*Aim of the exercise*.
Would it be possible to copy exactly the lines from the one containing "with sub-second precision." to the end of the entries, including both and nothing else?

*Stored data entries*.
═══
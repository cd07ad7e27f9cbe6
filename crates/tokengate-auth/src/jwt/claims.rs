//! Claims carried by every token this service mints.

use chrono::{DateTime, Utc};
use serde::{Deserialize, Serialize};
use uuid::Uuid;

use tokengate_core::error::AppError;

/// Distinguishes access tokens from refresh tokens.
#[derive(Debug, Clone, Copy, Default, Serialize, Deserialize, PartialEq, Eq)]
#[serde(rename_all = "snake_case")]
pub enum TokenType {
    /// Bearer credential presented on every request.
    #[default]
    Access,
    /// Long-lived credential exchanged for a new access token.
    Refresh,
}

/// Verified token payload.
#[derive(Debug, Clone, Serialize, Deserialize, PartialEq, Eq)]
pub struct Claims {
    /// Subject: the username.
    pub sub: String,
    /// Issued-at timestamp (seconds since epoch).
    pub iat: i64,
    /// Expiration timestamp (seconds since epoch).
    pub exp: i64,
    /// Unique token ID, so two tokens minted in the same second differ.
    pub jti: Uuid,
    /// Token type.
    #[serde(default)]
    pub typ: TokenType,
}

/// Wire form used while decoding, before required claims are checked.
#[derive(Debug, Deserialize)]
pub(crate) struct RawClaims {
    #[serde(default)]
    pub sub: Option<String>,
    #[serde(default)]
    pub iat: Option<i64>,
    pub exp: i64,
    #[serde(default)]
    pub jti: Option<Uuid>,
    #[serde(default)]
    pub typ: TokenType,
}

impl TryFrom<RawClaims> for Claims {
    type Error = AppError;

    fn try_from(raw: RawClaims) -> Result<Self, Self::Error> {
        let sub = raw
            .sub
            .filter(|s| !s.is_empty())
            .ok_or_else(|| AppError::token_malformed("Token is missing the subject claim"))?;
        let iat = raw
            .iat
            .ok_or_else(|| AppError::token_malformed("Token is missing the issued-at claim"))?;

        Ok(Self {
            sub,
            iat,
            exp: raw.exp,
            jti: raw.jti.unwrap_or_default(),
            typ: raw.typ,
        })
    }
}

impl Claims {
    /// The issue instant.
    pub fn issued_at(&self) -> DateTime<Utc> {
        DateTime::from_timestamp(self.iat, 0).unwrap_or_default()
    }

    /// The expiry instant.
    pub fn expires_at(&self) -> DateTime<Utc> {
        DateTime::from_timestamp(self.exp, 0).unwrap_or_default()
    }

    /// Seconds until expiry measured from `now`, with sub-second precision.
    /// Zero or negative once the token has expired.
    pub fn remaining_seconds_at(&self, now: DateTime<Utc>) -> f64 {
        self.exp as f64 - now.timestamp_millis() as f64 / 1000.0
    }
}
═══
*Answer to this task*.
    /// Seconds until expiry measured from `now`, with sub-second precision.
    /// Zero or negative once the token has expired.
    pub fn remaining_seconds_at(&self, now: DateTime<Utc>) -> f64 {
        self.exp as f64 - now.timestamp_millis() as f64 / 1000.0
    }
}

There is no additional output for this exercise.